Я признательна им, видя перед собой разом посеревшего и осунувшегося Валентина. Очень боялась за его и без того перенапряженные нервы. Ночами напролет караулила каждый его вздох, зная, что он не может забыться хотя бы в недолгом сне.
Именно тогда возникла мысль написать книгу о моем муже, несправедливо оклеветанном на родине, чтобы люди узнали не только Фалина-политика, но и Фалина-челове-ка. Он многих спасал от произвола и неправедного гнева, в том числе и меня. Настал мой черед. Если те, кого он защищал когда-то и кто ныне на коне, молчат, значит, это должна сделать я.

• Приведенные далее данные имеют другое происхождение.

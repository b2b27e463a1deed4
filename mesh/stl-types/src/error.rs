//! Error types for model construction.

use thiserror::Error;

/// Result type for model construction.
pub type ModelResult<T> = Result<T, ModelError>;

/// Errors raised when a [`Model`](crate::Model) would break its
/// `facets.len() == face_count` invariant or cannot be represented.
#[derive(Debug, Clone, PartialEq, Eq, Error)]
pub enum ModelError {
    /// More facets than a 32-bit count can describe.
    #[error("too many facets for a binary STL: {len} (limit is {})", u32::MAX)]
    TooManyFacets {
        /// Number of facets supplied.
        len: usize,
    },

    /// A declared facet count disagrees with the facet sequence.
    #[error("facet count mismatch: declared {declared}, found {actual}")]
    CountMismatch {
        /// Count carried alongside the facets.
        declared: u32,
        /// Actual number of facets.
        actual: usize,
    },

    /// A facet holds a NaN or infinite component, which has no JSON
    /// representation.
    #[error("facet {index} has a non-finite component")]
    NonFinite {
        /// Position of the first offending facet.
        index: usize,
    },
}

Со временем мысль окрепла и обрела конкретные формы. Так возник слепок с истории нашей совместной жизни. Все, что здесь написано, – истинная правда, продиктованная сердцем.

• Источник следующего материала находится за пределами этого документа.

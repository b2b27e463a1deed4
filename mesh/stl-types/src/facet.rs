//! Triangular facet as stored in binary STL.

use crate::Vector3;

#[cfg(feature = "serde")]
use serde::{Deserialize, Serialize};

/// One triangle of an STL mesh: a normal and three vertices.
///
/// The normal is whatever the file carried; it is not recomputed or
/// checked against the vertex winding. The two attribute bytes that follow
/// each facet on disk are not part of this value.
///
/// With the `serde` feature the fields serialize as `n`, `a`, `b`, `c`.
///
/// # Example
///
/// ```
/// use stl_types::{Facet, Vector3};
///
/// let facet = Facet::new(
///     Vector3::new(0.0, 0.0, 1.0),
///     Vector3::new(0.0, 0.0, 0.0),
///     Vector3::new(1.0, 0.0, 0.0),
///     Vector3::new(0.0, 1.0, 0.0),
/// );
/// assert_eq!(facet.vertices()[1], Vector3::new(1.0, 0.0, 0.0));
/// ```
#[derive(Debug, Clone, Copy, PartialEq, Default)]
#[cfg_attr(feature = "serde", derive(Serialize, Deserialize))]
pub struct Facet {
    /// Facet normal as stored in the file.
    #[cfg_attr(feature = "serde", serde(rename = "n"))]
    pub normal: Vector3,
    /// First vertex.
    pub a: Vector3,
    /// Second vertex.
    pub b: Vector3,
    /// Third vertex.
    pub c: Vector3,
}

impl Facet {
    /// Create a facet from its normal and vertices.
    #[inline]
    #[must_use]
    pub const fn new(normal: Vector3, a: Vector3, b: Vector3, c: Vector3) -> Self {
        Self { normal, a, b, c }
    }

    /// Create a facet from coordinate arrays, normal first.
    #[inline]
    #[must_use]
    pub const fn from_arrays(normal: [f32; 3], a: [f32; 3], b: [f32; 3], c: [f32; 3]) -> Self {
        Self::new(
            Vector3::from_array(normal),
            Vector3::from_array(a),
            Vector3::from_array(b),
            Vector3::from_array(c),
        )
    }

    /// The three vertices in winding order.
    #[inline]
    #[must_use]
    pub const fn vertices(&self) -> [Vector3; 3] {
        [self.a, self.b, self.c]
    }

    /// Normal followed by the vertices, the order used on the wire.
    #[inline]
    #[must_use]
    pub const fn components(&self) -> [Vector3; 4] {
        [self.normal, self.a, self.b, self.c]
    }

    /// Check that the normal and all vertices are finite.
    #[inline]
    #[must_use]
    pub fn is_finite(&self) -> bool {
        self.components().iter().all(|v| v.is_finite())
    }
}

Итак, начну. Валентин родился 3 апреля 1926 года в Ленинграде. Второй ребенок в семье, трех лет от роду был перевезен в Москву. Так его сделали москвичом, хотя душой он навсегда остался ленинградцем.
В неполных пять лет пристрастился к чтению: когда дома занимались со старшей сестрой, брат сидел напротив, наблюдал и запоминал. Хорошо, что не выучил алфавит перевернутым. Стремлению к самообразованию, унаследованному от отца, благоприятствовало обширное и разнообразное по составу домашнее собрание книг. Правда, в библиотеке было относительно немного детских изданий. Отчасти сказки заменяли газеты, которые сын серьезно принялся тогда же читать изо дня в день вслед за отцом. Так ребенок окунулся во взрослую литературу с ее нешуточными проблемами.
Валя с отцом Михаилом Михайловичем
В шесть лет уже прилежно корпел за школьной партой. Школа располагалась в церковном храме, который, как и многие другие церкви, перестал в ту пору выполнять свое исконное назначение. Фрески, естественно, были забелены, иконы сняты. На их месте по светским праздникам вывешивались плакаты типа «15 лет царя нет». Но архитектура-то осталась. И это не могло не будить в сознании сомнение: как же так, своды одного здания одинаково вмещают и школу – светоч знаний, и церковь – «источник мракобесия».
По рассказам свекрови, Валентин вообще рано научился задавать серьезные, а порой и неудобные вопросы, на которые не каждый взрослый находил разумный ответ. Так, однажды прогулка с матерью завела его в усадьбу начала века. Все зеркала в вестибюле были разбиты. Такая же участь ожидала беломраморный фонтан, по которому нещадно колотили кувалдой.
– Зачем нужно это рушить?
– Здесь будет детский сад.
Четырехлетний Валентин никак не может понять, для чего уничтожать красоту, разве она помешает детям?
Повзрослев, позволял себе вопросы с более далекоидущим подтекстом. На семинарах по политэкономии в институте донимал доцента Тяпкина просьбой объяснить алогизм положения: деньги есть, а рынка нет.
Крепкая мужская дружба связала на десятилетия Валентина с двумя однокашниками (друзей уже нет в живых). Один, грузин по национальности, живет в Тбилиси. Честный человек, он бросил вызов коррупции. Мафия ответила угрозами извести под корень его семью. Сначала при невыясненных обстоятельствах погиб в дорожной катастрофе отец. Потом убили двоюродного брата. Сыну из охотничьего ружья выбили дробью глаза. Зарезали тещу, сожгли дом бабки. Во время трагического гражданского раскола Грузии мы потеряли его из виду. Что с ним, не умеющим угождать?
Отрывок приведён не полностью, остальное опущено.